Letters mingle souls.

I feel like a medic when I transport my Scrabble board to someone’s home. My board folds into its own carrying case and features angled built-in casters that allow it to rotate as if on a pivot. It has a non-slip grid, which is essential for those who tend to bump into tables. The only thing it’s missing is a purple Crown Royal bag.

But I’m no medic: I want to hurt my opponents. In the calmest way possible.

Here’s where all 100 tiles ended up on Thursday night:

That’s right:

Wait…

Gonzo? No, that’s not right. Matt and I looked at each other, both of us ready to challenge Jenna, who was in the lead. Assuming Gonzo is nothing more than a Muppet character, Jenna would have lost her turn, giving Matt and me a chance to catch up. But if gonzo, with a lowercase g, is a word, the challenger would lose their turn.

“Okay, which of us is the challenger?”

Matt volunteered.

Here’s a list of Muppets that also serve as a playable word:

  • Beaker
  • Animal
  • Scooter
  • Miss
  • Piggy
  • Gonzo

Yeah, gonzo made it onto the list. One of the word’s definitions is “very strange or bizarre”. I hadn’t realized until now that Gonzo’s name was aptronymic; I didn’t even get to redeem myself in the game with a cool word like “aptronymic”.

Gonzo had gotten us good: the Z was nested in the Triple Letter Score space. That tile alone earned Jenna 30 points. I couldn’t be mad: she’d played the role of Swedish Chef before I showed up, preparing a kale salad with pickled onions and a tahini dressing, and vegetarian chili fries for dinner. Bork bork bork! All was hurdy gurdy!

I made them a special cake to ruin:

To the uncultured eye, the cake appears to be Scrabble-themed. To those who know better, it’s the cake that appears for five seconds in a Simpsons episode that first aired 32 years ago.

The roomie got it right away. However, after sampling the cake scraps I’d saved, he mistook it for carrot cake. Right colour, wrong vegetable: it was pumpkin cake.

I’d seen several versions of this cake made by other Simpsons fans, and always thought I could do better.
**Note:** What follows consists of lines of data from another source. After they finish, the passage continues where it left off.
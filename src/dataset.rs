use csv::ReaderBuilder;
use ndarray::{Array2, ArrayView2};
use std::fs::File;
use std::io::Read;
use std::path::Path;

use crate::config::KMeansConfig;
use crate::engine::{self, RunSummary};
use crate::error::{KMeansError, Result};
use crate::init::{self, Init};

/// The n×d observation matrix that gets clustered.
#[derive(Debug, Clone)]
pub struct DataSet {
    pub data: Array2<f64>,
}

impl DataSet {
    /// Read `n * d` numbers from a text stream. Values may be separated by
    /// commas, whitespace or line breaks; every `d` consecutive values form
    /// one observation. Anything after the first `n * d` values is ignored.
    pub fn from_reader<R: Read>(mut reader: R, n: usize, d: usize) -> Result<Self> {
        let mut text = String::new();
        reader.read_to_string(&mut text)?;

        let wanted = value_count(n, d)?;
        // n and d come from the caller; size the buffer from what was read
        let mut flat = Vec::with_capacity(wanted.min(text.len() / 2 + 1));
        let tokens = text
            .split(|c: char| c == ',' || c.is_whitespace())
            .filter(|t| !t.is_empty());

        for (pos, token) in tokens.take(wanted).enumerate() {
            let value = parse_value(token)
                .map_err(|why| KMeansError::MalformedInput(format!("value {}: {}", pos + 1, why)))?;
            flat.push(value);
        }

        if flat.len() < wanted {
            return Err(KMeansError::MalformedInput(format!(
                "expected {} values for {} observations of dimension {}, found {}",
                wanted,
                n,
                d,
                flat.len()
            )));
        }

        let data = Array2::from_shape_vec((n, d), flat)
            .map_err(|e| KMeansError::Shape(e.to_string()))?;
        Ok(Self { data })
    }

    /// Read a header-less comma separated file. Each record must carry
    /// exactly `d` fields; the first `n` records are used.
    pub fn from_csv<P: AsRef<Path>>(path: P, n: usize, d: usize) -> Result<Self> {
        let file = File::open(&path)?;

        let mut rdr = ReaderBuilder::new()
            .delimiter(b',')
            .has_headers(false)
            .trim(csv::Trim::All)
            .flexible(true)
            .from_reader(file);

        value_count(n, d)?;
        let mut flat: Vec<f64> = Vec::new();

        for (i, result) in rdr.records().take(n).enumerate() {
            let record = result?;
            if record.len() != d {
                return Err(KMeansError::MalformedInput(format!(
                    "record {} in {:?} has {} fields, expected {}",
                    i + 1,
                    path.as_ref(),
                    record.len(),
                    d
                )));
            }
            for field in record.iter() {
                let value = parse_value(field).map_err(|why| {
                    KMeansError::MalformedInput(format!(
                        "record {} in {:?}: {}",
                        i + 1,
                        path.as_ref(),
                        why
                    ))
                })?;
                flat.push(value);
            }
        }

        let rows = flat.len() / d.max(1);
        if rows < n {
            return Err(KMeansError::MalformedInput(format!(
                "{:?} holds {} observations, expected {}",
                path.as_ref(),
                rows,
                n
            )));
        }

        let data = Array2::from_shape_vec((n, d), flat)
            .map_err(|e| KMeansError::Shape(e.to_string()))?;
        Ok(Self { data })
    }

    /// Adapter for observations that already live in memory, e.g. handed
    /// over by a host program. Every row must have exactly `d` values.
    pub fn from_rows(rows: &[Vec<f64>], d: usize) -> Result<Self> {
        if rows.is_empty() {
            return Err(KMeansError::Shape("no observations given".into()));
        }
        if d == 0 {
            return Err(KMeansError::Shape("observations need at least one dimension".into()));
        }
        if let Some((i, row)) = rows.iter().enumerate().find(|(_, r)| r.len() != d) {
            return Err(KMeansError::Shape(format!(
                "observation {} has {} values, expected {}",
                i,
                row.len(),
                d
            )));
        }

        if let Some(pos) = rows.iter().flatten().position(|v| !v.is_finite()) {
            return Err(KMeansError::MalformedInput(format!(
                "observation {} holds a non-finite value",
                pos / d
            )));
        }

        let flat: Vec<f64> = rows.iter().flatten().copied().collect();
        let data = Array2::from_shape_vec((rows.len(), d), flat)
            .map_err(|e| KMeansError::Shape(e.to_string()))?;
        Ok(Self { data })
    }

    pub fn n(&self) -> usize {
        self.data.nrows()
    }

    pub fn d(&self) -> usize {
        self.data.ncols()
    }

    pub fn view(&self) -> ArrayView2<'_, f64> {
        self.data.view()
    }

    /// Pick the starting centroids with `init` and run the clustering.
    /// Returns the final k×d centroids, the indices the run started from,
    /// and the run summary.
    pub fn kmeans(
        &self,
        config: &KMeansConfig,
        init: &Init,
    ) -> Result<(Array2<f64>, Vec<usize>, RunSummary)> {
        config.validate()?;
        if (self.n(), self.d()) != (config.n, config.d) {
            return Err(KMeansError::Shape(format!(
                "data set is {}x{}, configuration expects {}x{}",
                self.n(),
                self.d(),
                config.n,
                config.d
            )));
        }

        let indices = init.indices(self.view(), config.k)?;
        let mut centroids = init::centroids_from_indices(self.view(), &indices)?;
        let summary = engine::run(self.view(), &mut centroids, config)?;
        Ok((centroids, indices, summary))
    }
}

/// Total number of values for `n` observations of dimension `d`.
fn value_count(n: usize, d: usize) -> Result<usize> {
    n.checked_mul(d).ok_or_else(|| {
        KMeansError::MalformedInput(format!("{n} observations of dimension {d} do not fit in memory"))
    })
}

/// Parse one coordinate. NaN and infinities are refused: a NaN centroid
/// never compares equal, so the run could not converge.
fn parse_value(token: &str) -> std::result::Result<f64, String> {
    match token.parse::<f64>() {
        Ok(v) if v.is_finite() => Ok(v),
        Ok(_) => Err(format!("{token:?} is not a finite number")),
        Err(_) => Err(format!("{token:?} is not a number")),
    }
}

#[cfg(test)]
mod tests {
    use super::*;
    use ndarray::array;
    use std::io::Write;

    #[test]
    fn test_from_reader_mixed_separators() {
        let input = "1,1\n1,3\n5 5\n5,\t7\n";
        let ds = DataSet::from_reader(input.as_bytes(), 4, 2).unwrap();
        assert_eq!(ds.data, array![[1.0, 1.0], [1.0, 3.0], [5.0, 5.0], [5.0, 7.0]]);
    }

    #[test]
    fn test_from_reader_ignores_extra_values() {
        let ds = DataSet::from_reader("1 2 3 4 5".as_bytes(), 2, 2).unwrap();
        assert_eq!(ds.data, array![[1.0, 2.0], [3.0, 4.0]]);
    }

    #[test]
    fn test_from_reader_too_few_values() {
        let err = DataSet::from_reader("1,2,3".as_bytes(), 2, 2).unwrap_err();
        assert!(matches!(err, KMeansError::MalformedInput(_)));
    }

    #[test]
    fn test_from_reader_non_numeric() {
        let err = DataSet::from_reader("1,2,x,4".as_bytes(), 2, 2).unwrap_err();
        assert!(matches!(err, KMeansError::MalformedInput(_)));
    }

    #[test]
    fn test_from_csv() {
        let path = std::env::temp_dir().join(format!("lloyd_kmeans_{}.csv", std::process::id()));
        {
            let mut f = File::create(&path).unwrap();
            writeln!(f, "1.0,1.0\n1.0, 3.0\n5.0,5.0\n5.0,7.0").unwrap();
        }
        let ds = DataSet::from_csv(&path, 3, 2).unwrap();
        assert_eq!(ds.data, array![[1.0, 1.0], [1.0, 3.0], [5.0, 5.0]]);

        let err = DataSet::from_csv(&path, 5, 2).unwrap_err();
        assert!(matches!(err, KMeansError::MalformedInput(_)));
        std::fs::remove_file(&path).unwrap();
    }

    #[test]
    fn test_from_reader_huge_n_is_malformed_not_a_panic() {
        let err = DataSet::from_reader("1 2".as_bytes(), 1usize << 61, 1).unwrap_err();
        assert!(matches!(err, KMeansError::MalformedInput(_)));

        let err = DataSet::from_reader("1 2".as_bytes(), usize::MAX, 2).unwrap_err();
        assert!(matches!(err, KMeansError::MalformedInput(_)));
    }

    #[test]
    fn test_non_finite_values_are_rejected() {
        for input in ["1,nan,3,4", "1,2,inf,4", "-infinity 2 3 4"] {
            let err = DataSet::from_reader(input.as_bytes(), 2, 2).unwrap_err();
            assert!(matches!(err, KMeansError::MalformedInput(_)), "{input}");
        }
        let err = DataSet::from_rows(&[vec![1.0], vec![f64::NAN]], 1).unwrap_err();
        assert!(matches!(err, KMeansError::MalformedInput(_)));
    }

    #[test]
    fn test_from_csv_ragged_record_and_huge_n() {
        let path = std::env::temp_dir().join(format!("lloyd_kmeans_ragged_{}.csv", std::process::id()));
        {
            let mut f = File::create(&path).unwrap();
            writeln!(f, "1.0,1.0\n1.0,3.0,4.0\n5.0,5.0").unwrap();
        }
        let err = DataSet::from_csv(&path, 3, 2).unwrap_err();
        assert!(matches!(err, KMeansError::MalformedInput(_)));

        let err = DataSet::from_csv(&path, 1usize << 61, 1).unwrap_err();
        assert!(matches!(err, KMeansError::MalformedInput(_)));
        std::fs::remove_file(&path).unwrap();
    }

    #[test]
    fn test_from_csv_missing_file() {
        let err = DataSet::from_csv("/nonexistent/lloyd_kmeans.csv", 2, 2).unwrap_err();
        assert!(matches!(err, KMeansError::Io(_)));
    }

    #[test]
    fn test_from_rows_checks_shape() {
        let rows = vec![vec![1.0, 2.0], vec![3.0]];
        assert!(matches!(
            DataSet::from_rows(&rows, 2).unwrap_err(),
            KMeansError::Shape(_)
        ));
        assert!(DataSet::from_rows(&[], 2).is_err());

        let ds = DataSet::from_rows(&[vec![1.0, 2.0], vec![3.0, 4.0]], 2).unwrap();
        assert_eq!((ds.n(), ds.d()), (2, 2));
    }

    #[test]
    fn test_kmeans_with_explicit_indices() {
        let rows = vec![vec![1.0, 1.0], vec![1.0, 3.0], vec![5.0, 5.0], vec![5.0, 7.0]];
        let ds = DataSet::from_rows(&rows, 2).unwrap();
        let config = KMeansConfig::new(2, 4, 2, 10);

        let (centroids, indices, summary) =
            ds.kmeans(&config, &Init::Indices(vec![0, 2])).unwrap();

        assert_eq!(indices, vec![0, 2]);
        assert_eq!(centroids, array![[1.0, 2.0], [5.0, 6.0]]);
        assert!(summary.converged);
    }

    #[test]
    fn test_kmeans_rejects_k_equal_n() {
        let ds = DataSet::from_rows(&[vec![1.0], vec![2.0], vec![3.0]], 1).unwrap();
        let config = KMeansConfig::new(3, 3, 1, 10);
        let err = ds.kmeans(&config, &Init::FirstK).unwrap_err();
        assert!(matches!(err, KMeansError::InvalidConfig(_)));
    }
}
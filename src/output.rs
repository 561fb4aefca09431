use ndarray::ArrayView2;
use std::io::{self, Write};

/// Decimal places used for the centroid table unless told otherwise.
pub const DEFAULT_PRECISION: usize = 2;

/// One centroid per line, values comma separated and fixed to `precision`
/// decimals.
pub fn format_centroids(centroids: ArrayView2<f64>, precision: usize) -> String {
    let mut out = String::new();
    for row in centroids.outer_iter() {
        let line = row
            .iter()
            .map(|v| format!("{:.*}", precision, v))
            .collect::<Vec<_>>()
            .join(",");
        out.push_str(&line);
        out.push('\n');
    }
    out
}

pub fn write_centroids<W: Write>(
    mut writer: W,
    centroids: ArrayView2<f64>,
    precision: usize,
) -> io::Result<()> {
    writer.write_all(format_centroids(centroids, precision).as_bytes())?;
    writer.flush()
}

/// The k-means++ index line, e.g. `3,0,7`.
pub fn format_indices(indices: &[usize]) -> String {
    indices
        .iter()
        .map(|i| i.to_string())
        .collect::<Vec<_>>()
        .join(",")
}

#[cfg(test)]
mod tests {
    use super::*;
    use ndarray::array;

    #[test]
    fn test_default_precision() {
        let c = array![[1.0, 2.0], [5.0, 6.0]];
        assert_eq!(format_centroids(c.view(), DEFAULT_PRECISION), "1.00,2.00\n5.00,6.00\n");
    }

    #[test]
    fn test_custom_precision() {
        let c = array![[1.0 / 3.0, -2.5], [2.0 / 3.0, 10.0]];
        assert_eq!(
            format_centroids(c.view(), 6),
            "0.333333,-2.500000\n0.666667,10.000000\n"
        );
        assert_eq!(format_centroids(c.view(), 1), "0.3,-2.5\n0.7,10.0\n");
    }

    #[test]
    fn test_write_centroids() {
        let c = array![[0.125]];
        let mut buf = Vec::new();
        write_centroids(&mut buf, c.view(), 3).unwrap();
        assert_eq!(String::from_utf8(buf).unwrap(), "0.125\n");
    }

    #[test]
    fn test_format_indices() {
        assert_eq!(format_indices(&[3, 0, 7]), "3,0,7");
    }
}
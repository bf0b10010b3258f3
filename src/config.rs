//! Configuration management for the `TourGuide` service
//!
//! Handles loading configuration from an optional TOML file and
//! `TOURGUIDE_*` environment variable overrides, and validates all
//! settings before the service starts.

use std::path::PathBuf;

use anyhow::{Context, Result};
use config::{Config, Environment, File};
use serde::{Deserialize, Serialize};

use crate::TourGuideError;

/// Root configuration structure for the `TourGuide` service
#[derive(Debug, Clone, Default, Serialize, Deserialize)]
pub struct TourGuideConfig {
    /// Web server configuration
    #[serde(default)]
    pub server: ServerConfig,
    /// Outbound HTTP client configuration
    #[serde(default)]
    pub http: HttpConfig,
    /// Geocoding (place verification) configuration
    #[serde(default)]
    pub geocoding: GeocodingConfig,
    /// Weather collaborator configuration
    #[serde(default)]
    pub weather: WeatherConfig,
    /// Attractions collaborator configuration
    #[serde(default)]
    pub attractions: AttractionsConfig,
    /// Cache configuration
    #[serde(default)]
    pub cache: CacheConfig,
    /// Logging configuration
    #[serde(default)]
    pub logging: LoggingConfig,
    /// Optional model-based intent extraction configuration
    #[serde(default)]
    pub model: ModelConfig,
}

/// Web server settings
#[derive(Debug, Clone, Serialize, Deserialize)]
pub struct ServerConfig {
    /// Port to listen on
    #[serde(default = "default_port")]
    pub port: u16,
}

/// Outbound HTTP client settings shared by all collaborators
#[derive(Debug, Clone, Serialize, Deserialize)]
pub struct HttpConfig {
    /// User-Agent header (Nominatim requires an identifying one)
    #[serde(default = "default_user_agent")]
    pub user_agent: String,
    /// Request timeout in seconds
    #[serde(default = "default_timeout")]
    pub timeout_seconds: u32,
    /// Maximum number of retries for failed requests
    #[serde(default = "default_max_retries")]
    pub max_retries: u32,
}

/// Geocoding settings
#[derive(Debug, Clone, Serialize, Deserialize)]
pub struct GeocodingConfig {
    /// Base URL for the Nominatim API
    #[serde(default = "default_geocoding_base_url")]
    pub base_url: String,
}

/// Weather collaborator settings
#[derive(Debug, Clone, Serialize, Deserialize)]
pub struct WeatherConfig {
    /// Base URL for the Open-Meteo API
    #[serde(default = "default_weather_base_url")]
    pub base_url: String,
}

/// Attractions collaborator settings
#[derive(Debug, Clone, Serialize, Deserialize)]
pub struct AttractionsConfig {
    /// Base URL for the Overpass API
    #[serde(default = "default_attractions_base_url")]
    pub base_url: String,
    /// Maximum number of attractions per reply
    #[serde(default = "default_attraction_limit")]
    pub limit: usize,
    /// Search radius around the verified coordinates, in meters
    #[serde(default = "default_attraction_radius")]
    pub radius_meters: u32,
}

/// Cache settings
#[derive(Debug, Clone, Serialize, Deserialize)]
pub struct CacheConfig {
    /// Cache directory location
    #[serde(default = "default_cache_location")]
    pub location: String,
    /// TTL for cached geocoding lookups, in hours
    #[serde(default = "default_geocode_ttl")]
    pub geocode_ttl_hours: u32,
}

/// Logging settings
#[derive(Debug, Clone, Serialize, Deserialize)]
pub struct LoggingConfig {
    /// Log level (error, warn, info, debug, trace)
    #[serde(default = "default_log_level")]
    pub level: String,
}

/// Model-based intent extraction settings (disabled by default)
#[derive(Debug, Clone, Serialize, Deserialize)]
pub struct ModelConfig {
    /// Enable the model-based intent resolver and clarifier
    #[serde(default)]
    pub enabled: bool,
    /// Base URL of an OpenAI-compatible endpoint
    #[serde(default = "default_model_base_url")]
    pub base_url: String,
    /// Model identifier
    #[serde(default = "default_model_name")]
    pub model: String,
    /// API key, if the endpoint requires one
    pub api_key: Option<String>,
}

// Default value functions
fn default_port() -> u16 {
    5000
}

fn default_user_agent() -> String {
    format!("TourGuide/{}", env!("CARGO_PKG_VERSION"))
}

fn default_timeout() -> u32 {
    30
}

fn default_max_retries() -> u32 {
    3
}

fn default_geocoding_base_url() -> String {
    "https://nominatim.openstreetmap.org".to_string()
}

fn default_weather_base_url() -> String {
    "https://api.open-meteo.com/v1".to_string()
}

fn default_attractions_base_url() -> String {
    "https://overpass-api.de/api/interpreter".to_string()
}

fn default_attraction_limit() -> usize {
    5
}

fn default_attraction_radius() -> u32 {
    20_000
}

fn default_cache_location() -> String {
    "~/.cache/tourguide".to_string()
}

fn default_geocode_ttl() -> u32 {
    168
}

fn default_log_level() -> String {
    "info".to_string()
}

fn default_model_base_url() -> String {
    "https://api.openai.com/v1".to_string()
}

fn default_model_name() -> String {
    "gpt-4o-mini".to_string()
}

impl Default for ServerConfig {
    fn default() -> Self {
        Self {
            port: default_port(),
        }
    }
}

impl Default for HttpConfig {
    fn default() -> Self {
        Self {
            user_agent: default_user_agent(),
            timeout_seconds: default_timeout(),
            max_retries: default_max_retries(),
        }
    }
}

impl Default for GeocodingConfig {
    fn default() -> Self {
        Self {
            base_url: default_geocoding_base_url(),
        }
    }
}

impl Default for WeatherConfig {
    fn default() -> Self {
        Self {
            base_url: default_weather_base_url(),
        }
    }
}

impl Default for AttractionsConfig {
    fn default() -> Self {
        Self {
            base_url: default_attractions_base_url(),
            limit: default_attraction_limit(),
            radius_meters: default_attraction_radius(),
        }
    }
}

impl Default for CacheConfig {
    fn default() -> Self {
        Self {
            location: default_cache_location(),
            geocode_ttl_hours: default_geocode_ttl(),
        }
    }
}

impl Default for LoggingConfig {
    fn default() -> Self {
        Self {
            level: default_log_level(),
        }
    }
}

impl Default for ModelConfig {
    fn default() -> Self {
        Self {
            enabled: false,
            base_url: default_model_base_url(),
            model: default_model_name(),
            api_key: None,
        }
    }
}

impl CacheConfig {
    /// Cache directory with `~/` expanded to the user's home directory.
    #[must_use]
    pub fn directory(&self) -> PathBuf {
        if let Some(rest) = self.location.strip_prefix("~/") {
            if let Some(home) = dirs::home_dir() {
                return home.join(rest);
            }
        }
        PathBuf::from(&self.location)
    }
}

impl TourGuideConfig {
    /// Load configuration from file and environment variables
    pub fn load() -> Result<Self> {
        Self::load_from_path(None)
    }

    /// Load configuration from specified path
    pub fn load_from_path(config_path: Option<PathBuf>) -> Result<Self> {
        let mut builder = Config::builder();

        let config_file = config_path.unwrap_or_else(|| {
            Self::config_path().unwrap_or_else(|| PathBuf::from("config.toml"))
        });

        if config_file.exists() {
            builder = builder.add_source(
                File::from(config_file)
                    .required(false)
                    .format(config::FileFormat::Toml),
            );
        }

        // Environment variable overrides with TOURGUIDE_ prefix,
        // e.g. TOURGUIDE_SERVER__PORT=8080
        builder = builder.add_source(
            Environment::with_prefix("TOURGUIDE")
                .separator("__")
                .try_parsing(true),
        );

        let settings = builder
            .build()
            .with_context(|| "Failed to build configuration")?;

        let config: TourGuideConfig = settings
            .try_deserialize()
            .with_context(|| "Failed to deserialize configuration")?;

        config.validate()?;

        Ok(config)
    }

    /// Get the default configuration file path
    #[must_use]
    pub fn config_path() -> Option<PathBuf> {
        dirs::config_dir().map(|dir| dir.join("tourguide").join("config.toml"))
    }

    /// Validate all configuration settings
    pub fn validate(&self) -> Result<()> {
        if self.http.timeout_seconds == 0 {
            return Err(TourGuideError::config("HTTP timeout must be positive").into());
        }

        if self.http.timeout_seconds > 300 {
            return Err(TourGuideError::config("HTTP timeout cannot exceed 300 seconds").into());
        }

        if self.http.max_retries > 10 {
            return Err(TourGuideError::config("HTTP max retries cannot exceed 10").into());
        }

        if self.attractions.limit == 0 || self.attractions.limit > 50 {
            return Err(
                TourGuideError::config("Attraction limit must be between 1 and 50").into(),
            );
        }

        if self.attractions.radius_meters > 100_000 {
            return Err(
                TourGuideError::config("Attraction search radius cannot exceed 100 km").into(),
            );
        }

        if self.cache.geocode_ttl_hours > 720 {
            return Err(
                TourGuideError::config("Geocode TTL cannot exceed 720 hours (30 days)").into(),
            );
        }

        let valid_log_levels = ["error", "warn", "info", "debug", "trace"];
        if !valid_log_levels.contains(&self.logging.level.as_str()) {
            return Err(TourGuideError::config(format!(
                "Invalid log level '{}'. Must be one of: {}",
                self.logging.level,
                valid_log_levels.join(", ")
            ))
            .into());
        }

        for base_url in [
            &self.geocoding.base_url,
            &self.weather.base_url,
            &self.attractions.base_url,
            &self.model.base_url,
        ] {
            if !base_url.starts_with("http://") && !base_url.starts_with("https://") {
                return Err(TourGuideError::config(format!(
                    "Base URL must be a valid HTTP or HTTPS URL, got '{base_url}'"
                ))
                .into());
            }
        }

        if self.model.enabled {
            if let Some(api_key) = &self.model.api_key {
                if api_key.is_empty() {
                    return Err(TourGuideError::config(
                        "Model API key cannot be empty if provided. Either remove it or provide a valid key.",
                    )
                    .into());
                }
            }
        }

        Ok(())
    }
}
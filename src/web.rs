use std::sync::Arc;
use std::time::Duration;

use anyhow::Result;
use axum::Router;
use tower_http::cors::{Any, CorsLayer};
use tower_http::timeout::TimeoutLayer;

use crate::api;
use crate::orchestrator::ConversationOrchestrator;

pub async fn run(port: u16, orchestrator: Arc<ConversationOrchestrator>) -> Result<()> {
    let cors = CorsLayer::new()
        .allow_origin(Any)
        .allow_methods(Any)
        .allow_headers(Any);

    let app = Router::new()
        .nest("/api", api::router(orchestrator))
        .layer(cors)
        .layer(TimeoutLayer::new(Duration::from_secs(60)));

    let addr = format!("0.0.0.0:{port}");
    let listener = tokio::net::TcpListener::bind(&addr).await?;
    tracing::info!("Web server running at http://localhost:{port}");
    axum::serve(listener, app).await?;
    Ok(())
}
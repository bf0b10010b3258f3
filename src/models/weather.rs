//! Current-weather facts produced by the weather collaborator

use chrono::{DateTime, Utc};
use serde::{Deserialize, Serialize};

/// One current-weather observation for a verified place.
#[derive(Debug, Serialize, Deserialize, Clone)]
pub struct WeatherFact {
    /// When this observation was fetched
    pub timestamp: DateTime<Utc>,
    /// Temperature in Celsius, absent when the provider had no reading
    pub temperature: Option<f64>,
    /// Chance of rain in percent (0-100)
    pub precipitation_probability: u8,
    /// Place name as the user asked for it
    pub place: String,
    /// Resolved display label from place verification
    pub display_name: String,
}

impl WeatherFact {
    /// Temperature for reply templates; `N/A` when no reading exists.
    #[must_use]
    pub fn format_temperature(&self) -> String {
        match self.temperature {
            Some(celsius) => format!("{celsius}"),
            None => "N/A".to_string(),
        }
    }
}
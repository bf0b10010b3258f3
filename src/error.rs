//! Error types and handling for the `TourGuide` service

use thiserror::Error;

/// Main error type for the `TourGuide` service
#[derive(Error, Debug)]
pub enum TourGuideError {
    /// Configuration-related errors
    #[error("Configuration error: {message}")]
    Config { message: String },

    /// Collaborator API communication errors
    #[error("API error: {message}")]
    Api { message: String },

    /// Input validation errors
    #[error("Invalid input: {message}")]
    Validation { message: String },

    /// I/O operation errors
    #[error("I/O error: {source}")]
    Io {
        #[from]
        source: std::io::Error,
    },

    /// General application errors
    #[error("Application error: {message}")]
    General { message: String },
}

impl TourGuideError {
    /// Create a new configuration error
    pub fn config<S: Into<String>>(message: S) -> Self {
        Self::Config {
            message: message.into(),
        }
    }

    /// Create a new API error
    pub fn api<S: Into<String>>(message: S) -> Self {
        Self::Api {
            message: message.into(),
        }
    }

    /// Create a new validation error
    pub fn validation<S: Into<String>>(message: S) -> Self {
        Self::Validation {
            message: message.into(),
        }
    }

    /// Create a new general error
    pub fn general<S: Into<String>>(message: S) -> Self {
        Self::General {
            message: message.into(),
        }
    }

    /// Get a user-friendly error message
    #[must_use]
    pub fn user_message(&self) -> String {
        match self {
            TourGuideError::Config { .. } => {
                "Configuration error. Please check your config file and environment variables."
                    .to_string()
            }
            TourGuideError::Api { .. } => {
                "Unable to connect to external services. Please check your internet connection."
                    .to_string()
            }
            TourGuideError::Validation { message } => {
                format!("Invalid input: {message}")
            }
            TourGuideError::Io { .. } => {
                "File operation failed. Please check file permissions.".to_string()
            }
            TourGuideError::General { message } => message.clone(),
        }
    }
}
Most of these reproductions used ready-made edible letters. I already had alphabet cookie cutters which, up until Wednesday night, I’d never used for cookies. My original plan was to cut the letters from rolled out marzipan, but because marzipan peaks in popularity in North America this time of the year, all four stores I checked had been cleaned out. Plan B was to make A-Z out of shortbread.

The shortbread recipe itself is as simple as can be: just beat butter with sugar until it’s soft, then mix in flour. Transforming the dough into coloured letters, however, felt like an endless process. Wearing nitrile gloves, I kneaded food colouring gel into six small batches of dough. Once the brightly colored balls of dough were prepared, I wrapped them in plastic and placed them in the fridge to chill for an hour or so. During that time, I baked The Best Pumpkin Cake I’ve Ever Had. I left the oven on at 350° while I cut out the letters, one by one. Despite tapping the cookie cutters into a dish of flour and wiggling the cutter as I pressed it into the dough — a baking hack I’d learned from my mom as a child — the letters wouldn’t leave their aluminum enclosures. Poking them out with the tip of a dinner knife left unsightly gashes in the dough. I rummaged through my assortment of crafting tools and found a wax carving tool with a bent tip to use as a dough-releasing prod.

It was 10:30pm when I’d wiped up the last crumbs left behind on the counter from my massive project of making tiny cookies, and they hadn’t even been added to the cake.

The cake tops were levelled with a bread knife to give it its sharp, cylindrical shape post-frosting. Chilling the first layer of icing before adding the second eliminated almost all traces of crumb. Not wanting to ruin The Special Cake for You to Ruin, I held off on adding the letters until 30 minutes before Matt came by to give me a lift to his and Jenna’s place. The cake was so moist, it was almost wet: I feared the cookies would get soggy and that the food colouring would bleed into the pristine icing job.

I want to say I nailed it to a T. Alas, upon closer inspection, I should have staked the shortbread T into the top. Overall, I would grade this cake a B.

The chili fries were a solid B — they could have been spicier. Nothing a few squirts of Valentina couldn’t fix. The salad, however, was the ace of the meal. As it turns out, you can win friends with salad.

Cartoons don’t have to be 100% realistic!

And gonzo is a word that could fast-track you to victory, as it did for Jenna.

I would be happy for an excuse for more cake practice, so I hope this entices my friends to invite me over for dinner. I could also use the socializing practice!

(I have more updates for Pubes in Literature, but I’d rather keep pubes out of a post centered around cake.)